AVAILABLE DATA Start Marker
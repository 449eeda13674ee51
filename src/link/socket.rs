//! TCP stand-in for the glove links.
//!
//! Before the gloves existed, readings were typed into a plain TCP session.
//! The server accepts a single client, greets it, and then handles one
//! newline-terminated command per line:
//!
//! ```text
//! client: r 0fff
//! server: Heard: 'r 0fff'
//! ```
//!
//! `<hand>` is `r` or `l`; the payload is a base-16 16-bit frame (optional
//! `0x` prefix). Every line is acknowledged before it is decoded. Lines that
//! do not parse, or whose finger index is out of range, are logged and
//! skipped without closing the connection; that includes lines that are not
//! valid UTF-8 and lines longer than [`MAX_LINE_LEN`].

use std::net::SocketAddr;
use std::sync::Arc;
use std::io;
use tokio::io::{
    AsyncBufRead, AsyncBufReadExt, AsyncRead, AsyncReadExt, AsyncWrite, AsyncWriteExt, BufReader,
};
use tokio::net::TcpListener;
use tracing::{debug, info, warn};

use crate::error::{GloveError, GloveResult};
use crate::hardware::finger::Hand;
use crate::hardware::frame::decode;
use crate::hardware::store::ReadingStore;
use crate::link::ShutdownRx;

/// Default listening port.
pub const DEFAULT_PORT: u16 = 8888;

/// Sent once when a client connects.
pub const GREETING: &str = "Welcome to the server. Enter a command.\n";

/// Longest command line accepted, newline included. Longer lines are
/// echoed truncated and discarded.
pub const MAX_LINE_LEN: usize = 1024;

/// Bound TCP listener waiting for its one client.
#[derive(Debug)]
pub struct TestServer {
    listener: TcpListener,
    addr: SocketAddr,
}

impl TestServer {
    /// Bind the listening socket.
    ///
    /// An empty host binds all interfaces. Failure here is fatal at startup.
    pub async fn bind(host: &str, port: u16) -> GloveResult<Self> {
        let host = if host.is_empty() { "0.0.0.0" } else { host };
        let addr = format!("{}:{}", host, port);

        let listener = TcpListener::bind(&addr)
            .await
            .map_err(|source| GloveError::BindFailure {
                addr: addr.clone(),
                source,
            })?;
        let addr = listener
            .local_addr()
            .map_err(|source| GloveError::BindFailure { addr, source })?;

        info!(%addr, "Socket bind complete, listening");
        Ok(Self { listener, addr })
    }

    /// Address actually bound (useful with port 0).
    pub fn local_addr(&self) -> SocketAddr {
        self.addr
    }

    /// Accept one client and serve it until it disconnects or `shutdown_rx` fires.
    pub async fn run(
        self,
        store: Arc<ReadingStore>,
        mut shutdown_rx: ShutdownRx,
    ) -> GloveResult<()> {
        let (stream, peer) = tokio::select! {
            biased;
            _ = &mut shutdown_rx => {
                info!("test server stopped before a client connected");
                return Ok(());
            }
            accepted = self.listener.accept() => accepted?,
        };
        info!(%peer, "Connected with {}", peer);

        // One client only; stop listening.
        drop(self.listener);
        serve_connection(stream, &peer.to_string(), &store, &mut shutdown_rx).await
    }
}

/// Serve one text session over any byte stream.
///
/// Returns `Ok(())` when the peer closes the stream or the stop signal fires.
pub async fn serve_connection<S>(
    stream: S,
    peer: &str,
    store: &ReadingStore,
    shutdown_rx: &mut ShutdownRx,
) -> GloveResult<()>
where
    S: AsyncRead + AsyncWrite + Unpin,
{
    let lost = |source| GloveError::ConnectionLost {
        link: format!("test client {}", peer),
        source,
    };

    let (read_half, mut write_half) = tokio::io::split(stream);
    write_half
        .write_all(GREETING.as_bytes())
        .await
        .map_err(lost)?;

    let mut reader = BufReader::new(read_half);
    let mut buf = Vec::with_capacity(MAX_LINE_LEN);
    loop {
        let read = tokio::select! {
            biased;
            _ = &mut *shutdown_rx => {
                debug!(%peer, "stop requested");
                break;
            }
            read = read_capped_line(&mut reader, &mut buf) => read.map_err(lost)?,
        };

        let Some(truncated) = read else {
            info!(%peer, "client closed the connection");
            break;
        };
        let text = String::from_utf8_lossy(&buf);
        let command = text.trim();

        write_half
            .write_all(format!("Heard: '{}'\n", command).as_bytes())
            .await
            .map_err(lost)?;

        let reading = if truncated {
            Err(GloveError::malformed(
                command,
                format!("line exceeds {} bytes", MAX_LINE_LEN),
            ))
        } else if std::str::from_utf8(&buf).is_err() {
            Err(GloveError::malformed(command, "line is not valid UTF-8"))
        } else {
            parse_command(command).and_then(|(hand, raw)| decode(hand, raw))
        };
        match reading {
            Ok(reading) => store.record(reading),
            Err(err) => warn!(line = command, error = %err, "discarding reading"),
        }
    }

    Ok(())
}

/// Read one line into `buf`, at most `MAX_LINE_LEN` bytes of it.
///
/// Returns `None` at end of stream and `Some(true)` when the line was cut at
/// the cap; the rest of an over-long line is read and dropped.
async fn read_capped_line<R>(reader: &mut R, buf: &mut Vec<u8>) -> io::Result<Option<bool>>
where
    R: AsyncBufRead + Unpin,
{
    buf.clear();
    let n = (&mut *reader)
        .take(MAX_LINE_LEN as u64)
        .read_until(b'\n', buf)
        .await?;
    if n == 0 {
        return Ok(None);
    }
    if n < MAX_LINE_LEN || buf.last() == Some(&b'\n') {
        return Ok(Some(false));
    }

    let mut rest = Vec::new();
    loop {
        rest.clear();
        let n = (&mut *reader)
            .take(MAX_LINE_LEN as u64)
            .read_until(b'\n', &mut rest)
            .await?;
        if n == 0 || rest.last() == Some(&b'\n') {
            return Ok(Some(true));
        }
    }
}

/// Split `"<hand> <hex>"` into a hand and a raw frame.
pub fn parse_command(line: &str) -> GloveResult<(Hand, u16)> {
    let (hand, payload) = line
        .split_once(' ')
        .ok_or_else(|| GloveError::malformed(line, "expected '<hand> <hex frame>'"))?;

    let hand = match hand {
        "r" => Hand::Right,
        "l" => Hand::Left,
        other => {
            return Err(GloveError::malformed(
                line,
                format!("unknown hand '{}' (expected 'r' or 'l')", other),
            ))
        }
    };

    let payload = payload.trim();
    let digits = payload
        .strip_prefix("0x")
        .or_else(|| payload.strip_prefix("0X"))
        .unwrap_or(payload);
    if digits.is_empty() || !digits.bytes().all(|b| b.is_ascii_hexdigit()) {
        return Err(GloveError::malformed(line, "bad hex frame: expected hex digits"));
    }
    let raw = u16::from_str_radix(digits, 16)
        .map_err(|err| GloveError::malformed(line, format!("bad hex frame: {}", err)))?;

    Ok((hand, raw))
}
AVAILABLE DATA End Marker
WHAT YOU WILL DO
I need each line of the entries that holds the string "BufReader" located and copied.

RESULT BELOW
    AsyncBufRead, AsyncBufReadExt, AsyncRead, AsyncReadExt, AsyncWrite, AsyncWriteExt, BufReader,
    let mut reader = BufReader::new(read_half);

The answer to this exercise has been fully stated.